Comparative study of using periodic daily and long-term weather data for cooling system sizing and impact of thermal mass

Abstract

The energy efficiency of buildings is increasing due to energy performance requirements, and the basis for reaching high energy performance is a well-designed and insulated building envelope. Therefore, office buildings' cooling needs depend primarily on solar and internal heat gains, whereas outdoor temperature has a significantly smaller effect. Furthermore, the highest cooling capacities may occur in spring or autumn when the solar angles are smaller. For that reason, the cooling systems of office buildings are required to be sized based on dynamic building performance simulations. Most of such designs in Northern Europe are performed using IDA ICE simulation software, which uses the ASHRAE Fundamentals heat balance method by default. The design calculations are carried out using a periodic steady-state method which consists of repetitive simulations of selected hot days until the building is not heated up from day to day using the final designed cooling capacity. The process of heating the space by thermal loads in buildings with high thermal mass and well-controlled solar heat gains takes a longer time than in traditional buildings.
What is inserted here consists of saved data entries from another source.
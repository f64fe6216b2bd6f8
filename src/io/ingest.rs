//! CSV ingest and normalization.
//!
//! This module turns the two raw input CSVs (per-member ensemble forecasts and
//! matched observations) into clean `ForecastRecord`s that are safe to score,
//! and reads back previously computed score CSVs for validation/plotting.
//!
//! Design goals:
//! - **Strict schema** for required columns (clear errors + exit code 2)
//! - **Row-level validation** (skip bad rows, but report what happened)
//! - **Deterministic behavior** (records keep observation-file order)
//! - **Separation of concerns**: no scoring logic here

use std::collections::HashMap;
use std::fs::File;
use std::io::Read;
use std::path::Path;

use chrono::{NaiveDate, NaiveDateTime};
use csv::StringRecord;

use crate::domain::{DatasetStats, ForecastRecord, RowError, ScoredRecord};
use crate::error::AppError;
use crate::index::{BciScore, MIN_MEMBERS};

/// Ingest output: joined forecast records + stats + row errors.
#[derive(Debug, Clone)]
pub struct IngestedData {
    pub records: Vec<ForecastRecord>,
    pub stats: DatasetStats,
    pub row_errors: Vec<RowError>,
    pub rows_read: usize,
    pub rows_used: usize,
    /// Observation rows dropped because fewer than `MIN_MEMBERS` ensemble
    /// members matched on `(storm, valid_time)`.
    pub skipped_small_ensembles: usize,
}

/// Scores CSV read back for validation or plotting.
#[derive(Debug, Clone)]
pub struct ScoresFile {
    pub records: Vec<ScoredRecord>,
    pub row_errors: Vec<RowError>,
    pub rows_read: usize,
}

/// Load and join the ensemble-member CSV and the matched-observation CSV.
pub fn load_forecast_records(
    forecasts: &Path,
    observations: &Path,
) -> Result<IngestedData, AppError> {
    let members_file = open_csv(forecasts, "ensemble forecasts")?;
    let (members, mut row_errors, member_rows) = read_members_from_reader(members_file)?;

    let obs_file = open_csv(observations, "matched observations")?;
    read_observations_and_join(obs_file, &members, &mut row_errors, member_rows)
}

/// Read a scores CSV previously written by `bci compute`.
pub fn read_scores_csv(path: &Path) -> Result<ScoresFile, AppError> {
    let file = open_csv(path, "scores")?;
    read_scores_from_reader(file)
}

fn open_csv(path: &Path, what: &str) -> Result<csv::Reader<File>, AppError> {
    let file = File::open(path).map_err(|e| {
        AppError::new(2, format!("Failed to open {what} CSV '{}': {e}", path.display()))
    })?;
    Ok(csv::ReaderBuilder::new()
        .flexible(true)
        .trim(csv::Trim::All)
        .from_reader(file))
}

/// One member forecast per row, keyed by `(storm, valid_time)`.
///
/// Required columns: `storm`, `valid_time`, `temperature`.
pub fn read_members_from_reader<R: Read>(
    mut reader: csv::Reader<R>,
) -> Result<(HashMap<(String, NaiveDateTime), Vec<f64>>, Vec<RowError>, usize), AppError> {
    let headers = reader
        .headers()
        .map_err(|e| AppError::new(2, format!("Failed to read forecast CSV headers: {e}")))?
        .clone();
    let header_map = build_header_map(&headers);

    for required in ["storm", "valid_time", "temperature"] {
        if !header_map.contains_key(required) {
            return Err(AppError::new(
                2,
                format!("Forecast CSV is missing required column: `{required}`"),
            ));
        }
    }

    let mut members: HashMap<(String, NaiveDateTime), Vec<f64>> = HashMap::new();
    let mut row_errors = Vec::new();
    let mut rows_read = 0usize;

    for (idx, result) in reader.records().enumerate() {
        // +2 because records() starts after the header and CSV lines are 1-based.
        let line = idx + 2;
        rows_read += 1;

        let record = match result {
            Ok(r) => r,
            Err(e) => {
                row_errors.push(RowError {
                    line,
                    id: None,
                    message: format!("CSV parse error: {e}"),
                });
                continue;
            }
        };

        match parse_member_row(&record, &header_map) {
            Ok((storm, valid_time, temperature)) => {
                members.entry((storm, valid_time)).or_default().push(temperature);
            }
            Err(message) => row_errors.push(RowError {
                line,
                id: None,
                message,
            }),
        }
    }

    Ok((members, row_errors, rows_read))
}

/// Observation rows joined against the member map, preserving file order.
///
/// Required columns: `storm`, `valid_time`, `obs_temperature`.
/// Optional: `station`, `lead_hours`.
fn read_observations_and_join<R: Read>(
    mut reader: csv::Reader<R>,
    members: &HashMap<(String, NaiveDateTime), Vec<f64>>,
    row_errors: &mut Vec<RowError>,
    member_rows: usize,
) -> Result<IngestedData, AppError> {
    let headers = reader
        .headers()
        .map_err(|e| AppError::new(2, format!("Failed to read observation CSV headers: {e}")))?
        .clone();
    let header_map = build_header_map(&headers);

    for required in ["storm", "valid_time", "obs_temperature"] {
        if !header_map.contains_key(required) {
            return Err(AppError::new(
                2,
                format!("Observation CSV is missing required column: `{required}`"),
            ));
        }
    }

    let mut records = Vec::new();
    let mut rows_read = 0usize;
    let mut skipped_small = 0usize;

    for (idx, result) in reader.records().enumerate() {
        let line = idx + 2;
        rows_read += 1;

        let record = match result {
            Ok(r) => r,
            Err(e) => {
                row_errors.push(RowError {
                    line,
                    id: None,
                    message: format!("CSV parse error: {e}"),
                });
                continue;
            }
        };

        let parsed = match parse_observation_row(&record, &header_map) {
            Ok(row) => row,
            Err(message) => {
                row_errors.push(RowError {
                    line,
                    id: None,
                    message,
                });
                continue;
            }
        };

        let key = (parsed.storm.clone(), parsed.valid_time);
        let Some(ensemble) = members.get(&key) else {
            skipped_small += 1;
            continue;
        };
        if ensemble.len() < MIN_MEMBERS {
            skipped_small += 1;
            continue;
        }

        records.push(ForecastRecord {
            storm: parsed.storm,
            valid_time: parsed.valid_time,
            station: parsed.station,
            lead_hours: parsed.lead_hours,
            members: ensemble.clone(),
            observation: parsed.obs_temperature,
        });
    }

    let rows_used = records.len();
    let stats = dataset_stats(
        records
            .iter()
            .map(|r| (r.storm.as_str(), r.valid_time, r.observation)),
    )
    .ok_or_else(|| {
        AppError::new(
            3,
            format!(
                "No usable forecast records remain after joining ({member_rows} member rows, \
                 {rows_read} observation rows, {} row errors).",
                row_errors.len()
            ),
        )
    })?;

    Ok(IngestedData {
        records,
        stats,
        row_errors: std::mem::take(row_errors),
        rows_read,
        rows_used,
        skipped_small_ensembles: skipped_small,
    })
}

pub fn read_scores_from_reader<R: Read>(mut reader: csv::Reader<R>) -> Result<ScoresFile, AppError> {
    let headers = reader
        .headers()
        .map_err(|e| AppError::new(2, format!("Failed to read scores CSV headers: {e}")))?
        .clone();
    let header_map = build_header_map(&headers);

    for required in [
        "storm",
        "valid_time",
        "obs_temperature",
        "model_mean",
        "model_std",
        "rmse",
        "mean_error",
        "mean_bias",
        "bias_cv",
        "directional_agreement",
        "magnitude_consistency",
        "phi",
        "rho",
        "bci",
        "n_members",
    ] {
        if !header_map.contains_key(required) {
            return Err(AppError::new(
                2,
                format!("Scores CSV is missing required column: `{required}`"),
            ));
        }
    }

    let mut records = Vec::new();
    let mut row_errors = Vec::new();
    let mut rows_read = 0usize;

    for (idx, result) in reader.records().enumerate() {
        let line = idx + 2;
        rows_read += 1;

        let record = match result {
            Ok(r) => r,
            Err(e) => {
                row_errors.push(RowError {
                    line,
                    id: None,
                    message: format!("CSV parse error: {e}"),
                });
                continue;
            }
        };

        match parse_score_row(&record, &header_map) {
            Ok(scored) => records.push(scored),
            Err(message) => row_errors.push(RowError {
                line,
                id: None,
                message,
            }),
        }
    }

    if records.is_empty() {
        return Err(AppError::new(
            3,
            format!("Scores CSV contains no usable rows ({rows_read} read, {} errors).", row_errors.len()),
        ));
    }

    Ok(ScoresFile {
        records,
        row_errors,
        rows_read,
    })
}

/// Dataset stats over `(storm, valid_time, observation)` triples.
pub fn dataset_stats<'a>(
    items: impl Iterator<Item = (&'a str, NaiveDateTime, f64)>,
) -> Option<DatasetStats> {
    let mut n_records = 0usize;
    let mut storms = std::collections::HashSet::new();
    let mut time_min: Option<NaiveDateTime> = None;
    let mut time_max: Option<NaiveDateTime> = None;
    let mut obs_min = f64::INFINITY;
    let mut obs_max = f64::NEG_INFINITY;

    for (storm, time, obs) in items {
        n_records += 1;
        storms.insert(storm.to_string());
        time_min = Some(time_min.map_or(time, |t| t.min(time)));
        time_max = Some(time_max.map_or(time, |t| t.max(time)));
        obs_min = obs_min.min(obs);
        obs_max = obs_max.max(obs);
    }

    if n_records == 0 {
        return None;
    }

    Some(DatasetStats {
        n_records,
        n_storms: storms.len(),
        time_min: time_min?,
        time_max: time_max?,
        obs_min,
        obs_max,
    })
}

struct ObservationRow {
    storm: String,
    valid_time: NaiveDateTime,
    station: Option<String>,
    lead_hours: Option<f64>,
    obs_temperature: f64,
}

fn parse_member_row(
    record: &StringRecord,
    header_map: &HashMap<String, usize>,
) -> Result<(String, NaiveDateTime, f64), String> {
    let storm = get_required(record, header_map, "storm")?.to_string();
    let valid_time = parse_datetime(get_required(record, header_map, "valid_time")?)?;
    let temperature = parse_f64(get_required(record, header_map, "temperature")?, "temperature")?;
    if !temperature.is_finite() {
        return Err("Non-finite `temperature` value.".to_string());
    }
    Ok((storm, valid_time, temperature))
}

fn parse_observation_row(
    record: &StringRecord,
    header_map: &HashMap<String, usize>,
) -> Result<ObservationRow, String> {
    let storm = get_required(record, header_map, "storm")?.to_string();
    let valid_time = parse_datetime(get_required(record, header_map, "valid_time")?)?;
    let obs_temperature = parse_f64(
        get_required(record, header_map, "obs_temperature")?,
        "obs_temperature",
    )?;
    if !obs_temperature.is_finite() {
        return Err("Non-finite `obs_temperature` value.".to_string());
    }

    let station = get_optional(record, header_map, "station").map(str::to_string);
    let lead_hours = parse_opt_f64(get_optional(record, header_map, "lead_hours"));

    Ok(ObservationRow {
        storm,
        valid_time,
        station,
        lead_hours,
        obs_temperature,
    })
}

fn parse_score_row(
    record: &StringRecord,
    header_map: &HashMap<String, usize>,
) -> Result<ScoredRecord, String> {
    let storm = get_required(record, header_map, "storm")?.to_string();
    let valid_time = parse_datetime(get_required(record, header_map, "valid_time")?)?;

    let get = |name: &str| -> Result<f64, String> {
        parse_f64(get_required(record, header_map, name)?, name)
    };

    let observation = get("obs_temperature")?;
    let ensemble_mean = get("model_mean")?;
    let spread = get("model_std")?;
    let rmse = get("rmse")?;
    let mean_error = get("mean_error")?;
    let mean_bias = get("mean_bias")?;
    let bias_cv = get("bias_cv")?;
    let directional_agreement = get("directional_agreement")?;
    let magnitude_consistency = get("magnitude_consistency")?;
    let phi = get("phi")?;
    let rho = get("rho")?;
    let bci = get("bci")?;
    let n_members = get_required(record, header_map, "n_members")?
        .parse::<usize>()
        .map_err(|e| format!("Invalid `n_members` value: {e}"))?;

    let station = get_optional(record, header_map, "station")
        .filter(|s| !s.is_empty())
        .map(str::to_string);
    let lead_hours = parse_opt_f64(get_optional(record, header_map, "lead_hours"));

    Ok(ScoredRecord {
        storm,
        valid_time,
        station,
        lead_hours,
        observation,
        score: BciScore {
            phi,
            rho,
            bci,
            directional_agreement,
            bias_cv,
            magnitude_consistency,
            ensemble_mean,
            spread,
            rmse,
            mean_bias,
            mean_error,
            n_members,
        },
    })
}

fn build_header_map(headers: &StringRecord) -> HashMap<String, usize> {
    headers
        .iter()
        .enumerate()
        .map(|(idx, name)| (normalize_header_name(name), idx))
        .collect()
}

fn normalize_header_name(name: &str) -> String {
    // Excel and other tools sometimes emit UTF-8 CSVs with a BOM prefix on the
    // first header (e.g. "﻿storm"). If we don't strip it, schema validation
    // will incorrectly report missing columns.
    let name = name.trim().trim_start_matches('\u{feff}');
    name.to_ascii_lowercase()
}

fn get_required<'a>(
    record: &'a StringRecord,
    header_map: &HashMap<String, usize>,
    name: &str,
) -> Result<&'a str, String> {
    let idx = header_map
        .get(name)
        .ok_or_else(|| format!("Missing column `{name}`."))?;
    let value = record
        .get(*idx)
        .ok_or_else(|| format!("Row is too short for column `{name}`."))?;
    if value.is_empty() {
        return Err(format!("Empty `{name}` value."));
    }
    Ok(value)
}

fn get_optional<'a>(
    record: &'a StringRecord,
    header_map: &HashMap<String, usize>,
    name: &str,
) -> Option<&'a str> {
    let idx = header_map.get(name)?;
    record.get(*idx).filter(|v| !v.is_empty())
}

fn parse_f64(value: &str, name: &str) -> Result<f64, String> {
    value
        .parse::<f64>()
        .map_err(|e| format!("Invalid `{name}` value '{value}': {e}"))
}

fn parse_opt_f64(value: Option<&str>) -> Option<f64> {
    value.and_then(|v| v.parse::<f64>().ok())
}

/// Parse a valid time in the formats the TIGGE extraction scripts emit.
fn parse_datetime(value: &str) -> Result<NaiveDateTime, String> {
    for format in ["%Y-%m-%d %H:%M:%S", "%Y-%m-%dT%H:%M:%S", "%Y-%m-%d %H:%M"] {
        if let Ok(dt) = NaiveDateTime::parse_from_str(value, format) {
            return Ok(dt);
        }
    }
    if let Ok(date) = NaiveDate::parse_from_str(value, "%Y-%m-%d") {
        if let Some(dt) = date.and_hms_opt(0, 0, 0) {
            return Ok(dt);
        }
    }
    Err(format!("Invalid `valid_time` value '{value}'."))
}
Thus, the effect of building thermal mass on reducing the design cooling loads might be underestimated. In this paper, we analyze to what extent the ASHRAE Fundamentals method underestimates the effect of the building thermal mass. For this purpose, the cooling system sizing with a focus on a zonal level according to the ASHRAE handbook is compared to the system sizing results of a 30-year simulation using IDA ICE simulation software. A hypothetical office building with four offices toward North, West, South, and East is developed and used for the simulations. The building body comprises four alternatives A to D, which can also be called: very light, light, heavy, and very heavy. The study showed that the current method of cooling design did not significantly underestimate the thermal mass effect in buildings with heavy construction. The thermal mass impact was at its maximum in the southern office, resulting in 5 W/m2 or approximately 20% difference between structures A and D' s cooling capacities using both simulation methods. The difference between results from simulation methods is negligible. However, the simulations for more accurate cooling system sizing with criteria related to the operative temperature need to be done using specific weather files developed for simulations in longer periods.